Testatina

KIRCHE UND KOMMENDE DES DEUTSCHEN ORDENS IN BOZEN


Der ritterlich-klösterliche „Orden der Brüder vom Deutschen Hause St. Marien zu Jerusalem“ entstand aus einem Feldhospital bei der Belagerung der Stadt Akkon im Hl. Land auf dem 3. Kreuzzug. Mit der Zeit avancierte die Kommende in Bozen zu einer der wichtigsten Einrichtungen des Ordens, sei es wegen des Erwerbs von Hinterlassenschaften und Schenkungen als auch, weil er sich auf einer wichtigen Route die ins Hl. Land führte befand. Latifundien die den Rittern des Deutschen Orden überlassen wurden gab und gibt es immer noch überall in Südtirol, z. B. in Sterzing und in Siebeneich. Die Bergwerke von Terlan lieferten beträchtliche Erträge. Die Bozner Kirche geht auf das Jahr 1392 zurück. Sie ist dem Hl. Georg, dem Schutzpatron des Ordens, geweiht. Sie besteht aus einem einzigen Schiff und weist die Merkmale der strengen deutschen Gotik auf.
Im Inneren finden sich verschiedene Grabsteine und Banner von Edelmännern die dem Orden angehörten.

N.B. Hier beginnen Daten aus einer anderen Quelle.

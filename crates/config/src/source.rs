//! Where configuration comes from.
//!
//! [`ConfigSource`] is the seam between extraction and configuration: every
//! extraction asks its source for a fresh [`TagMappingConfig`], so edits to a
//! file on disk are picked up by the next call without any invalidation.

use crate::error::{ErrorKind, Result};
use crate::{SiteSettings, TagMappingConfig};
use directories::ProjectDirs;
use figment::Figment;
use figment::providers::{Env, Format, Json, Toml, Yaml};
use std::path::{Path, PathBuf};
use std::sync::Arc;
use tracing::instrument;

/// Prefix of environment variables that override file values. Sections are
/// separated by a double underscore: `OGMETA_GENERAL__SITE_NAME`.
pub const ENV_PREFIX: &str = "OGMETA_";
pub const DEFAULT_FILE_NAME: &str = "opengraph.toml";

/// Anything that can produce a [`TagMappingConfig`] on demand.
pub trait ConfigSource {
    fn tag_mapping(&self) -> Result<TagMappingConfig>;
}

/// An in-memory mapping is its own source; handy for fixtures.
impl ConfigSource for TagMappingConfig {
    fn tag_mapping(&self) -> Result<TagMappingConfig> {
        Ok(self.clone())
    }
}
impl ConfigSource for Figment {
    fn tag_mapping(&self) -> Result<TagMappingConfig> {
        TagMappingConfig::from_figment(self)
    }
}
impl<S: ConfigSource + ?Sized> ConfigSource for Arc<S> {
    fn tag_mapping(&self) -> Result<TagMappingConfig> {
        (**self).tag_mapping()
    }
}

/// A configuration file on disk, re-read on every load.
///
/// The format is chosen by extension (`toml`, `yaml`/`yml`, `json`).
/// Environment variables prefixed with [`ENV_PREFIX`] are merged on top
/// unless disabled with [`without_env`](Self::without_env).
#[derive(Debug, Clone, PartialEq, Eq)]
pub struct ConfigFile {
    path: PathBuf,
    env: bool,
}
impl ConfigFile {
    pub fn new(path: impl Into<PathBuf>) -> Self {
        Self {
            path: path.into(),
            env: true,
        }
    }

    /// Ignore environment overrides.
    pub fn without_env(mut self) -> Self {
        self.env = false;
        self
    }

    /// Platform configuration directory location, e.g.
    /// `~/.config/ogmeta/opengraph.toml` on Linux.
    pub fn default_path() -> Option<PathBuf> {
        ProjectDirs::from("", "", "ogmeta").map(|dirs| dirs.config_dir().join(DEFAULT_FILE_NAME))
    }

    /// Uses the file at [`default_path`](Self::default_path).
    ///
    /// # Errors
    ///
    /// [`ErrorKind::NotFound`] if no home directory can be determined or the
    /// file does not exist.
    pub fn discover() -> Result<Self> {
        let Some(path) = Self::default_path() else {
            exn::bail!(ErrorKind::NotFound(PathBuf::from(DEFAULT_FILE_NAME)));
        };
        if !path.is_file() {
            exn::bail!(ErrorKind::NotFound(path));
        }
        tracing::debug!(path = %path.display(), "Discovered configuration file");
        Ok(Self::new(path))
    }

    pub fn path(&self) -> &Path {
        &self.path
    }

    /// Builds the merged [`Figment`] from the file's current contents.
    pub fn figment(&self) -> Result<Figment> {
        if !self.path.is_file() {
            exn::bail!(ErrorKind::NotFound(self.path.clone()));
        }
        let extension = self.path.extension().and_then(|e| e.to_str()).map(str::to_ascii_lowercase);
        let figment = match extension.as_deref() {
            Some("toml") => Figment::from(Toml::file(&self.path)),
            Some("yaml" | "yml") => Figment::from(Yaml::file(&self.path)),
            Some("json") => Figment::from(Json::file(&self.path)),
            _ => exn::bail!(ErrorKind::UnsupportedFormat(self.path.clone())),
        };
        Ok(if self.env {
            figment.merge(Env::prefixed(ENV_PREFIX).split("__"))
        } else {
            figment
        })
    }

    pub fn site(&self) -> Result<SiteSettings> {
        SiteSettings::from_figment(&self.figment()?)
    }
}
impl ConfigSource for ConfigFile {
    #[instrument(skip(self), fields(path = %self.path.display()))]
    fn tag_mapping(&self) -> Result<TagMappingConfig> {
        TagMappingConfig::from_figment(&self.figment()?)
    }
}
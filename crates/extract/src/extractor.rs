//! Configuration-driven tag extraction.
//!
//! Extraction runs three stages in order, each allowed to overwrite keys
//! written by the previous one:
//!
//! 1. **Generic**: `og:site_name`, `og:url` and, in Facebook-compatible mode,
//!    `fb:app_id` and `fb:admins`.
//! 2. **Literal**: the content type's verbatim tags.
//! 3. **Attribute**: the content type's attribute rules, resolved through the
//!    [`ResolverRegistry`] in declared order.

use crate::consts;
use crate::host::Host;
use crate::models::{ContentObject, TagSet, TagValue};
use crate::resolve::ResolverRegistry;
use crate::validate::validate;
use derive_more::Display;
use ogmeta_config::{AttributeRule, TagMappingConfig, TypeRules};
use tracing::instrument;

/// Why an attribute rule produced no tag. Attributes are optional, so none of
/// these abort extraction; the tag is simply left out.
#[derive(Debug, Display, Clone, PartialEq, Eq)]
pub enum Omission {
    #[display("attribute not present on object")]
    MissingAttribute,
    #[display("no resolver for data type '{_0}'")]
    Unsupported(String),
    #[display("resolved value is empty")]
    Empty,
}

#[derive(Debug, Clone, Copy)]
pub struct Extractor<'a> {
    host: &'a Host,
    resolvers: &'a ResolverRegistry,
}
impl<'a> Extractor<'a> {
    pub fn new(host: &'a Host, resolvers: &'a ResolverRegistry) -> Self {
        Self { host, resolvers }
    }

    /// Extracts tags for `object` without validating them.
    ///
    /// Returns an empty set when the object's content type is not one of the
    /// configured classes.
    #[instrument(skip_all, fields(object_id = object.id, class = %object.class_identifier))]
    pub fn extract(&self, object: &ContentObject, config: &TagMappingConfig) -> TagSet {
        if !config.is_eligible(&object.class_identifier) {
            tracing::debug!("Content type not configured for Open Graph tags");
            return TagSet::new();
        }
        let mut tags = self.generic(object, config);
        if let Some(rules) = config.rules(&object.class_identifier) {
            self.literal(&mut tags, rules, config.debug);
            self.attributes(&mut tags, object, rules, config.debug);
        }
        tags
    }

    /// Extracts and validates: the full tag set if it passes, otherwise an
    /// empty one. Never a partial set.
    pub fn generate(&self, object: &ContentObject, config: &TagMappingConfig) -> TagSet {
        let tags = self.extract(object, config);
        if tags.is_empty() {
            return tags;
        }
        match validate(&tags, config) {
            Ok(()) => tags,
            Err(rejection) => {
                if config.debug {
                    let present: Vec<&str> = tags.keys().collect();
                    tracing::error!(object_id = object.id, ?present, %rejection, "Open Graph tags rejected");
                } else {
                    tracing::debug!(object_id = object.id, %rejection, "Open Graph tags rejected");
                }
                TagSet::new()
            },
        }
    }

    /// Resolves a single attribute rule against `object`.
    pub fn resolve(&self, object: &ContentObject, rule: &AttributeRule) -> Result<TagValue, Omission> {
        let attribute = object.attribute(&rule.attribute).ok_or(Omission::MissingAttribute)?;
        let resolver = self
            .resolvers
            .resolver(attribute)
            .ok_or_else(|| Omission::Unsupported(attribute.data_type().to_string()))?;
        let value = match rule.member.as_deref() {
            None => resolver.value(self.host),
            Some(member) => resolver.member(member, self.host),
        };
        if value.is_empty() {
            return Err(Omission::Empty);
        }
        Ok(value)
    }

    fn generic(&self, object: &ContentObject, config: &TagMappingConfig) -> TagSet {
        let mut tags = TagSet::new();
        if let Some(site_name) = config.site_name.as_deref() {
            tags.insert(consts::OG_SITE_NAME, site_name.trim());
        }
        tags.insert(consts::OG_URL, self.host.canonical_url(object));
        if config.facebook_compatible {
            if let Some(app_id) = config.app_id.as_deref() {
                tags.insert(consts::FB_APP_ID, app_id.trim());
            }
            tags.insert(consts::FB_ADMINS, facebook_admins(config));
        }
        tags
    }

    fn literal(&self, tags: &mut TagSet, rules: &TypeRules, debug: bool) {
        if debug {
            tracing::debug!(literal_map = ?rules.literal, "Applying literal map");
        }
        for (tag, value) in &rules.literal {
            tags.insert(tag.as_str(), value.as_str());
        }
    }

    fn attributes(&self, tags: &mut TagSet, object: &ContentObject, rules: &TypeRules, debug: bool) {
        if debug {
            tracing::debug!(attribute_map = ?rules.attributes, "Applying attribute map");
        }
        for rule in &rules.attributes {
            match self.resolve(object, rule) {
                Ok(value) => {
                    tags.insert(rule.tag.as_str(), value);
                },
                Err(omission) => {
                    tracing::trace!(tag = %rule.tag, attribute = %rule.attribute, %omission, "Attribute rule skipped");
                },
            }
        }
    }
}

/// Default admin followed by the admin list, blanks skipped, comma-joined.
/// Without a default admin the admin list is not published at all.
fn facebook_admins(config: &TagMappingConfig) -> String {
    let Some(default_admin) = config.default_admin.as_deref().map(str::trim).filter(|a| !a.is_empty()) else {
        return String::new();
    };
    std::iter::once(default_admin)
        .chain(config.admins.iter().map(|admin| admin.trim()))
        .filter(|admin| !admin.is_empty())
        .collect::<Vec<_>>()
        .join(",")
}
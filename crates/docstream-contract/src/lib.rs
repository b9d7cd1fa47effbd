// docstream-contract/src/lib.rs
// ============================================================================
// Module: DocStream Contract Library
// Description: Canonical contract definitions for the DocStream REST API.
// Purpose: Provide fixtures, operations, requests, and response expectations.
// Dependencies: serde, serde_json, thiserror, toml, url
// ============================================================================

//! ## Overview
//! The contract library defines the verifiable contract of the DocStream
//! summarization and queueing service: how report fixtures are derived from
//! configuration, how each remote operation's request is constructed, and
//! which response payloads count as conforming. The `system-tests` harness
//! drives these definitions against a running service.
//!
//! Invariants:
//! - Fixtures and configuration are immutable once resolved.
//! - Request construction fails closed before any network activity.

// ============================================================================
// SECTION: Modules
// ============================================================================

pub mod config;
pub mod expectation;
pub mod fixture;
pub mod operation;
pub mod request;

// ============================================================================
// SECTION: Tests
// ============================================================================


// ============================================================================
// SECTION: Re-Exports
// ============================================================================

pub use config::ConfigError;
pub use config::HarnessConfig;
pub use config::ReportEntry;
pub use expectation::Verdict;
pub use expectation::evaluate;
pub use expectation::queue_confirmation;
pub use fixture::FixtureError;
pub use fixture::ReportFixture;
pub use operation::HttpMethod;
pub use operation::Operation;
pub use request::RequestDescriptor;
pub use request::RequestError;
pub use request::build_request;
// docstream-contract/src/request.rs
// ============================================================================
// Module: Request Construction
// Description: Fully specified request descriptors for harness operations.
// Purpose: Build method, URL, headers, and body bytes per operation/fixture.
// Dependencies: thiserror
// ============================================================================

//! ## Overview
//! A request descriptor is everything the transport needs: method, target
//! URL, bearer token, optional content type, and optional body bytes. Body
//! bytes are the fixture's source document, read from the document root with
//! strict UTF-8 validation so multi-byte text is never mangled by a fallback
//! encoding. Missing or non-UTF-8 documents fail closed before any network
//! call is attempted.

// ============================================================================
// SECTION: Imports
// ============================================================================

use std::fs;

use thiserror::Error;

use crate::config::HarnessConfig;
use crate::fixture::ReportFixture;
use crate::operation::HttpMethod;
use crate::operation::Operation;

// ============================================================================
// SECTION: Constants
// ============================================================================

/// Content type sent with document bodies.
pub const DOCUMENT_CONTENT_TYPE: &str = "text/plain";
/// Authorization scheme for the bearer token header.
pub const AUTH_SCHEME: &str = "Bearer";

// ============================================================================
// SECTION: Request Types
// ============================================================================

/// A fully specified HTTP request, independent of the transport in use.
#[derive(Debug, Clone, PartialEq, Eq)]
pub struct RequestDescriptor {
    /// HTTP method.
    pub method: HttpMethod,
    /// Full target URL.
    pub url: String,
    /// Bearer token for the Authorization header.
    pub bearer_token: String,
    /// Content type, present exactly when a body is sent.
    pub content_type: Option<&'static str>,
    /// UTF-8 body bytes, present exactly when the operation sends one.
    pub body: Option<Vec<u8>>,
}

impl RequestDescriptor {
    /// Returns the Authorization header value.
    ///
    /// The single space between scheme and token is load-bearing.
    #[must_use]
    pub fn authorization_value(&self) -> String {
        format!("{AUTH_SCHEME} {}", self.bearer_token)
    }
}

// ============================================================================
// SECTION: Builder
// ============================================================================

/// Builds the request descriptor for one operation against one fixture.
///
/// Operations that send a body read the fixture's source document from the
/// configured document root.
///
/// # Errors
///
/// Returns [`RequestError`] when the source document is missing, unreadable,
/// or not valid UTF-8.
pub fn build_request(
    config: &HarnessConfig,
    operation: Operation,
    fixture: &ReportFixture,
) -> Result<RequestDescriptor, RequestError> {
    let body = if operation.sends_document_body() {
        Some(read_document(config, fixture)?)
    } else {
        None
    };
    let content_type = body.as_ref().map(|_| DOCUMENT_CONTENT_TYPE);
    Ok(RequestDescriptor {
        method: operation.method(),
        url: operation.target_url(&config.base_url, fixture),
        bearer_token: config.auth_token.clone(),
        content_type,
        body,
    })
}

/// Reads a fixture's source document and enforces UTF-8 validity.
fn read_document(config: &HarnessConfig, fixture: &ReportFixture) -> Result<Vec<u8>, RequestError> {
    let path = config.document_path(&fixture.source_path);
    let bytes = fs::read(&path).map_err(|err| RequestError::MissingSourceDocument {
        path: path.display().to_string(),
        detail: err.to_string(),
    })?;
    let text = String::from_utf8(bytes).map_err(|_| RequestError::InvalidEncoding {
        path: path.display().to_string(),
    })?;
    Ok(text.into_bytes())
}

// ============================================================================
// SECTION: Errors
// ============================================================================

/// Errors raised while constructing a request.
#[derive(Debug, Error)]
pub enum RequestError {
    /// Source document absent or unreadable.
    #[error("missing source document `{path}`: {detail}")]
    MissingSourceDocument {
        /// Resolved document path.
        path: String,
        /// Underlying I/O failure.
        detail: String,
    },
    /// Source document is not valid UTF-8.
    #[error("source document `{path}` is not valid utf-8")]
    InvalidEncoding {
        /// Resolved document path.
        path: String,
    },
}
// system-tests/src/config/env.rs
// ============================================================================
// Module: System Test Environment
// Description: Environment-backed configuration for system tests.
// Purpose: Centralize env parsing with strict UTF-8 validation.
// Dependencies: std
// ============================================================================

//! ## Overview
//! Environment values are parsed with strict UTF-8 enforcement to avoid
//! silent misconfiguration. Invalid UTF-8 fails closed.

// ============================================================================
// SECTION: Imports
// ============================================================================

use std::path::PathBuf;
use std::time::Duration;

// ============================================================================
// SECTION: Environment Constants
// ============================================================================

/// Default HTTP timeout when no override is configured.
const DEFAULT_HTTP_TIMEOUT: Duration = Duration::from_secs(10);

/// Environment keys for system test configuration.
#[derive(Debug, Clone, Copy, PartialEq, Eq)]
pub enum SystemTestEnv {
    /// Optional harness config path for live-service runs.
    ConfigPath,
    /// Optional timeout override in seconds (positive integer).
    TimeoutSeconds,
}

impl SystemTestEnv {
    /// Returns the canonical environment variable name.
    #[must_use]
    pub const fn as_str(self) -> &'static str {
        match self {
            Self::ConfigPath => "DOCSTREAM_SYSTEM_TEST_CONFIG",
            Self::TimeoutSeconds => "DOCSTREAM_SYSTEM_TEST_TIMEOUT_SEC",
        }
    }
}

// ============================================================================
// SECTION: Config Types
// ============================================================================

/// Typed system test configuration derived from environment variables.
#[derive(Debug, Clone, PartialEq, Eq, Default)]
pub struct SystemTestConfig {
    /// Optional harness config path for live-service runs.
    pub config_path: Option<PathBuf>,
    /// Optional timeout override in seconds (positive integer).
    pub timeout: Option<Duration>,
}

impl SystemTestConfig {
    /// Loads configuration from environment variables.
    ///
    /// # Errors
    ///
    /// Returns an error when an environment value is not valid UTF-8, is
    /// empty, or fails validation (for example, an invalid timeout).
    pub fn load() -> Result<Self, String> {
        let config_path =
            read_env_nonempty(SystemTestEnv::ConfigPath.as_str())?.map(PathBuf::from);
        let timeout = read_env_nonempty(SystemTestEnv::TimeoutSeconds.as_str())?
            .map(|value| parse_timeout_seconds(SystemTestEnv::TimeoutSeconds.as_str(), &value))
            .transpose()?;
        Ok(Self {
            config_path,
            timeout,
        })
    }

    /// Returns the configured HTTP timeout, or the default.
    #[must_use]
    pub fn http_timeout(&self) -> Duration {
        self.timeout.unwrap_or(DEFAULT_HTTP_TIMEOUT)
    }
}

// ============================================================================
// SECTION: Helpers
// ============================================================================

/// Reads an environment variable and enforces UTF-8 validity.
///
/// # Errors
///
/// Returns an error when the environment variable contains invalid UTF-8.
pub fn read_env_strict(name: &str) -> Result<Option<String>, String> {
    std::env::var_os(name).map_or(Ok(None), |raw| {
        raw.into_string().map(Some).map_err(|_| format!("{name} must be valid UTF-8"))
    })
}

/// Reads an environment variable and rejects empty values.
///
/// # Errors
///
/// Returns an error when the variable is set but empty or whitespace.
fn read_env_nonempty(name: &str) -> Result<Option<String>, String> {
    match read_env_strict(name)? {
        Some(value) if value.trim().is_empty() => Err(format!("{name} must not be empty")),
        Some(value) => Ok(Some(value)),
        None => Ok(None),
    }
}

/// Parses a positive timeout value from an environment variable string.
///
/// # Errors
///
/// Returns an error when the value is missing, non-numeric, or zero.
fn parse_timeout_seconds(name: &str, raw: &str) -> Result<Duration, String> {
    let trimmed = raw.trim();
    if trimmed.is_empty() {
        return Err(format!("{name} must be a positive integer number of seconds"));
    }
    let secs: u64 = trimmed
        .parse()
        .map_err(|_| format!("{name} must be a positive integer number of seconds"))?;
    if secs == 0 {
        return Err(format!("{name} must be greater than zero"));
    }
    Ok(Duration::from_secs(secs))
}
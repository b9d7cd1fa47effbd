// docstream-contract/src/fixture.rs
// ============================================================================
// Module: Report Fixtures
// Description: Patient/document fixtures derived from configured report paths.
// Purpose: Resolve declarative report entries into typed identifiers.
// Dependencies: serde, thiserror
// ============================================================================

//! ## Overview
//! Each configured report entry names a relative path of the shape
//! `<root>/<patient_id>/<document_id>`. The resolver takes the second and
//! third segments as the patient and document identifiers. Paths that do not
//! carry both identifiers fail closed.

// ============================================================================
// SECTION: Imports
// ============================================================================

use serde::Serialize;
use thiserror::Error;

// ============================================================================
// SECTION: Fixture Types
// ============================================================================

/// One (patient, document) pair plus its source path, resolved from a single
/// configured report entry. Immutable for the duration of a test invocation.
#[derive(Debug, Clone, PartialEq, Eq, Serialize)]
pub struct ReportFixture {
    /// Patient identifier (second path segment).
    pub patient_id: String,
    /// Document identifier (third path segment).
    pub document_id: String,
    /// Relative source path as declared in configuration.
    pub source_path: String,
}

impl ReportFixture {
    /// Resolves a fixture from a configured relative report path.
    ///
    /// # Errors
    ///
    /// Returns [`FixtureError`] when the path has fewer than three segments
    /// or when the patient or document segment is empty.
    pub fn from_report_path(report_path: &str) -> Result<Self, FixtureError> {
        let segments: Vec<&str> = report_path.split('/').collect();
        if segments.len() < 3 {
            return Err(FixtureError::MalformedPath(report_path.to_string()));
        }
        let patient_id = segments[1];
        let document_id = segments[2];
        if patient_id.is_empty() || document_id.is_empty() {
            return Err(FixtureError::EmptySegment(report_path.to_string()));
        }
        Ok(Self {
            patient_id: patient_id.to_string(),
            document_id: document_id.to_string(),
            source_path: report_path.to_string(),
        })
    }

    /// Returns a short `patient/document` label for diagnostics.
    #[must_use]
    pub fn label(&self) -> String {
        format!("{}/{}", self.patient_id, self.document_id)
    }
}

// ============================================================================
// SECTION: Errors
// ============================================================================

/// Errors raised while resolving a report path into a fixture.
#[derive(Debug, Clone, PartialEq, Eq, Error)]
pub enum FixtureError {
    /// Path carries fewer than `<root>/<patient>/<document>` segments.
    #[error("malformed report path `{0}`: expected <root>/<patient>/<document>")]
    MalformedPath(String),
    /// Patient or document segment is present but empty.
    #[error("malformed report path `{0}`: empty patient or document segment")]
    EmptySegment(String),
}
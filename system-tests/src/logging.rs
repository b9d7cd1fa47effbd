// system-tests/src/logging.rs
// ============================================================================
// Module: Test Logging
// Description: Tracing subscriber setup for system-test binaries.
// Purpose: Route harness diagnostics through an env-filtered subscriber.
// Dependencies: tracing-subscriber
// ============================================================================

//! ## Overview
//! Test binaries opt into harness diagnostics with `RUST_LOG` (for example
//! `RUST_LOG=system_tests=debug,docstream_contract=debug`). Initialization is
//! idempotent so every test can call it without coordinating.

// ============================================================================
// SECTION: Imports
// ============================================================================

use tracing_subscriber::EnvFilter;

// ============================================================================
// SECTION: Initialization
// ============================================================================

/// Initializes the env-filtered tracing subscriber for tests.
///
/// Safe to call from every test; only the first call installs a subscriber.
pub fn init_test_logging() {
    let _ = tracing_subscriber::fmt()
        .with_env_filter(EnvFilter::from_default_env())
        .with_test_writer()
        .try_init();
}
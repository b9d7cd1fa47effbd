// system-tests/src/runner.rs
// ============================================================================
// Module: Scenario Runner
// Description: Runs one operation across all configured report fixtures.
// Purpose: Accumulate per-fixture verdicts into a scenario report.
// Dependencies: docstream-contract, serde, tracing
// ============================================================================

//! ## Overview
//! A scenario is the full run of one operation across the configured report
//! entries, in declaration order. Each fixture is processed independently:
//! resolve fixture, build request, execute via the transport, validate the
//! decoded payload. Failures are accumulated rather than short-circuited so
//! the report names every broken fixture.

// ============================================================================
// SECTION: Imports
// ============================================================================

use docstream_contract::HarnessConfig;
use docstream_contract::Operation;
use docstream_contract::ReportEntry;
use docstream_contract::ReportFixture;
use docstream_contract::build_request;
use docstream_contract::evaluate;
use serde::Serialize;

use crate::client::DocStreamClient;

// ============================================================================
// SECTION: Report Types
// ============================================================================

/// Outcome of one fixture under one operation.
#[derive(Debug, Clone, PartialEq, Eq, Serialize)]
pub struct FixtureOutcome {
    /// Configuration key of the report entry.
    pub key: String,
    /// Fixture label (`patient/document`), or the raw path when unresolved.
    pub label: String,
    /// True when the fixture met the operation's expectation.
    pub passed: bool,
    /// Verdict message or error description.
    pub detail: String,
}

/// Accumulated outcomes for one operation across all configured fixtures.
#[derive(Debug, Clone, PartialEq, Eq, Serialize)]
pub struct ScenarioReport {
    /// Operation the scenario exercised.
    pub operation: Operation,
    /// Per-fixture outcomes in configuration order.
    pub outcomes: Vec<FixtureOutcome>,
}

impl ScenarioReport {
    /// Returns true when every fixture passed.
    #[must_use]
    pub fn all_passed(&self) -> bool {
        self.outcomes.iter().all(|outcome| outcome.passed)
    }

    /// Returns the failing outcomes in configuration order.
    #[must_use]
    pub fn failures(&self) -> Vec<&FixtureOutcome> {
        self.outcomes.iter().filter(|outcome| !outcome.passed).collect()
    }

    /// Renders a summary naming every failing fixture, or `None` when all
    /// fixtures passed.
    #[must_use]
    pub fn failure_summary(&self) -> Option<String> {
        let failures = self.failures();
        if failures.is_empty() {
            return None;
        }
        let lines: Vec<String> = failures
            .iter()
            .map(|outcome| format!("[{}] {}", outcome.key, outcome.detail))
            .collect();
        Some(format!("{} failing fixture(s): {}", failures.len(), lines.join("; ")))
    }
}

// ============================================================================
// SECTION: Runner
// ============================================================================

/// Runs one operation across all configured report entries.
///
/// Fixture-level failures (malformed path, missing document, transport or
/// validation failure) are recorded in the report and never abort the
/// remaining fixtures.
pub async fn run_scenario(
    config: &HarnessConfig,
    operation: Operation,
    client: &DocStreamClient,
) -> ScenarioReport {
    let mut outcomes = Vec::with_capacity(config.reports.len());
    for entry in &config.reports {
        let outcome = run_fixture(config, operation, client, entry).await;
        if outcome.passed {
            tracing::debug!(operation = %operation, key = %outcome.key, "fixture passed");
        } else {
            tracing::warn!(
                operation = %operation,
                key = %outcome.key,
                detail = %outcome.detail,
                "fixture failed"
            );
        }
        outcomes.push(outcome);
    }
    ScenarioReport {
        operation,
        outcomes,
    }
}

/// Processes a single report entry through resolve, build, execute, validate.
async fn run_fixture(
    config: &HarnessConfig,
    operation: Operation,
    client: &DocStreamClient,
    entry: &ReportEntry,
) -> FixtureOutcome {
    let fixture = match ReportFixture::from_report_path(&entry.relative_path) {
        Ok(fixture) => fixture,
        Err(err) => {
            return FixtureOutcome {
                key: entry.key.clone(),
                label: entry.relative_path.clone(),
                passed: false,
                detail: err.to_string(),
            };
        }
    };
    let label = fixture.label();

    let request = match build_request(config, operation, &fixture) {
        Ok(request) => request,
        Err(err) => {
            return FixtureOutcome {
                key: entry.key.clone(),
                label,
                passed: false,
                detail: format!("{operation}: fixture {}: {err}", fixture.label()),
            };
        }
    };

    let payload = match client.execute(&request).await {
        Ok(payload) => payload,
        Err(err) => {
            return FixtureOutcome {
                key: entry.key.clone(),
                label,
                passed: false,
                detail: format!("{operation}: fixture {}: {err}", fixture.label()),
            };
        }
    };

    let verdict = evaluate(operation, &fixture, &payload);
    FixtureOutcome {
        key: entry.key.clone(),
        label,
        passed: verdict.passed,
        detail: verdict.message,
    }
}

Die Kommende, neben der Kirche, gehörte ursprünglich den Grafen von Weggenstein deren Burg der Orden 1400 erworben hatte. Der Bozner Orden beherbergte die Ritter nicht nur, sondern kümmerte sich auch um deren Ausbildung und war gleichzeitig der Sitz des Gerichtes. Während des Bauernaufstandes 1525 wurde er geplündert und schwer beschädigt.